By 1950, however, the laboratory rat had emerged as the dominant species for behavioral and physiological research [Beach, 1950; Logan, 2005]. Geneticists, meanwhile, focused their efforts on a relatively small number of species, notably corn, domesticated mice, and the fruit fly Drosophila melanogaster [Davis, 2004; Lynch, 2009]. Work with strategically selected bacteriophages, fungi (yeast), and various bacteria then led to powerful techniques for genome manipulation, opening the doors to molecular biology [Davis, 2004]. These new techniques, in turn, facilitated extensive research on some multicellular species, notably the flowering plant Arabidopsis thaliana, the roundworm Caenorhabditis elegans, and the zebrafish Danio rerio. All of these “model organisms” were initially selected for their experimental convenience, especially their short generation times. However, as research communities formed around these species and began to accumulate species-specific knowledge, techniques, and resources, those communities became another major benefit of selecting these species for research [Bolker, 2017]. As a result, research on mice, zebrafish, Drosophila, C. elegans, and Arabidopsis increased dramatically, while research on most other species waned, at least in proportion [Dietrich et al., 2014; Peirson et al., 2017].
The concentration of research on just a few species seemed justified because many features, especially at the molecular level, were discovered to be broadly shared across species.
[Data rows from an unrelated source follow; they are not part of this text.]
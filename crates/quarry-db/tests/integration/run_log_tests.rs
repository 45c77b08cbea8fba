use chrono::Duration;
use quarry_core::models::{RunStatus, RunSummary};

use crate::integration::common::{at, setup_test_db};

#[tokio::test]
async fn history_is_newest_first() {
    let (db, _container) = setup_test_db().await;
    let repo = db.run_log();

    let success = RunSummary {
        total_fetched: 14,
        new_records_added: 9,
        duplicates_skipped: 4,
        postings_dropped: 1,
        sources_processed: 5,
        sources_failed: 1,
        timestamp: at(9),
        status: RunStatus::Success,
        error_message: None,
    };
    let mut failed = RunSummary::failed("Database error: connection refused");
    failed.timestamp = at(9) + Duration::hours(1);

    repo.record(&success).await.unwrap();
    repo.record(&failed).await.unwrap();

    let history = repo.history(10).await.unwrap();
    assert_eq!(history.len(), 2);
    assert_eq!(history[0].summary.status, RunStatus::Failed);
    assert_eq!(
        history[0].summary.error_message.as_deref(),
        Some("Database error: connection refused")
    );
    assert_eq!(history[0].summary.new_records_added, 0);
    assert_eq!(history[1].summary, success);

    assert_eq!(repo.history(1).await.unwrap().len(), 1);
}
Many genes and proteins were found to have orthologs (i.e., strict homologs) in distantly related species [Zuckerkandl and Pauling, 1965a; Graham et al., 1989; Mushegian et al., 1998; Mushegian, 2010], and numerous aspects of cellular function and embryonic development likewise appeared similar between quite distant relatives [Krebs, 1975; Carroll, 2008]. Buoyed by these discoveries, some investigators concluded that “it did not matter which animal you chose – fundamental processes were fundamentally conserved” [Grunwald and Eisen, 2002]. For example, it has become relatively common to think that one can study disease mechanisms even in species that do not actually fall ill with the disease of interest, as long as the species has, or is made to possess, homologs of genes that are linked to this disease in Homo sapiens[Rubin et al., 2000; Gould and Gottesman, 2006; Lilienfeld, 2014]. Instead of finding the right species to study a particular problem, as Krogh had advised, biologists increasingly believed that a select group of “model species” could be used to study a wide variety of biological problems. In essence, they came to regard the favored species as “Rosetta stones” [Gest, 1995] and saw them as “examples rather than ‘models’” [Krebs, 1975].
Of course, some biologists continued to be interested in species differences, especially if they are linked to evolutionary “survival value” or reproductive fitness [Krebs and Krebs, 1980]. Moreover, the rapidly increasing number of sequenced genomes has sparked new interest in genetic variation across lineages [e.g., Freilich et al., 2008; Peregrín-Alvarez et al., 2009], and an ever-growing arsenal of gene editing techniques is now allowing researchers to examine gene and protein functions in a wide variety of species [Juntti, 2019]. Students of human biology have also developed renewed interest in variation, especially with regard to sex differences [Cahill, 2006, 2014; Clayton and Collins, 2014] and precision medicine, which is predicated on the idea that humans vary significantly in how they respond to medical stressors and therapies [National Research Council, 2011]. But this interest in variation among humans raises an important question: if critical aspects of human biology vary significantly across individuals, is it reasonable to assume that most of the variation across species can be dismissed as being “not fundamental” and, therefore, not medically or biologically important? Increasingly, the answer is “probably not,” especially in light of the fact that the vast majority of therapies developed in model species has failed in clinical trials, especially for therapies aimed at neurological disorders [Cummings et al., 2014; Petrov et al., 2017].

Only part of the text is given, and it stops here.